Characterizing Persistence and Disparity of Covid-19 Infection Rates with City Level Demographic and Regional Features
Emi Aoki, Arkajyoti Sinha, Charles Thompson, Kavitha Chandra

TL;DR
This study analyzes Covid-19 infection disparities across regions and demographic groups in Wisconsin, using statistical metrics to identify persistent disparities and proposing a data dashboard for community engagement.
Contribution
It introduces a novel persistence index and rank difference metric to quantify and visualize Covid-19 disparities over time at the municipality level.
Findings
Disparities persist in low-population, rural municipalities for Black and Hispanic populations.
Regions away from urban centers show continued infection rate disparities.
A dashboard prototype visualizes temporal and regional infection patterns.
Abstract
The design of data-driven dashboards that inform municipalities on ongoing changes in infections within their community is addressed in this research.
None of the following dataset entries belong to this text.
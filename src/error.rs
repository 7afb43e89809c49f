//! Device error types

use thiserror::Error;

use crate::types::PixelFormat;

/// Errors that can occur in the device communication layer
#[derive(Error, Debug)]
pub enum DeviceError {
    // Caller-recoverable errors
    #[error("Pixel format {0:?} not supported by this device")]
    UnsupportedFormat(PixelFormat),

    #[error("Device not connected")]
    NotConnected,

    #[error("Invalid parameter: {0}")]
    InvalidParameter(String),

    // Connection-affecting errors (disconnect triggers)
    #[error("Connect failed: {0}")]
    ConnectFailed(String),

    #[error("Transport write failed: {0}")]
    TransportWrite(String),

    // Permanent per-class errors
    #[error("Feature not supported on this device: {0}")]
    NotSupported(&'static str),

    // Discovery errors
    #[error("Endpoint not found: {0}")]
    EndpointNotFound(String),

    // HID-specific errors
    #[error("HID error: {0}")]
    Hid(String),

    #[error("HID permission denied: {0}")]
    HidPermissionDenied(String),

    // Hot-plug
    #[error("Hot-plug monitoring unavailable: {0}")]
    HotplugUnavailable(&'static str),

    // Generic
    #[error("Internal error: {0}")]
    Internal(String),
}

impl From<hidapi::HidError> for DeviceError {
    fn from(e: hidapi::HidError) -> Self {
        let msg = e.to_string();
        if msg.contains("Permission denied") || msg.contains("EPERM") {
            DeviceError::HidPermissionDenied(msg)
        } else {
            DeviceError::Hid(msg)
        }
    }
}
Daily reports of Covid-19 infections published by the state of Wisconsin as the initial surge in the pandemic ensued during the October 2020 to September 2021 time frame is considered as a case study. Of particular interest is the identification of regions and population groups distinguished by race and ethnicity that may be experiencing a disproportional rate of infections over time. This study integrates the municipality-level daily positive cases that are disaggregated by race and ethnicity and population size data derived from the US Census Bureau. The goal is to present timely data-driven information in a manner that is accessible to the general population, is relatable to the constituents and promotes community engagement in…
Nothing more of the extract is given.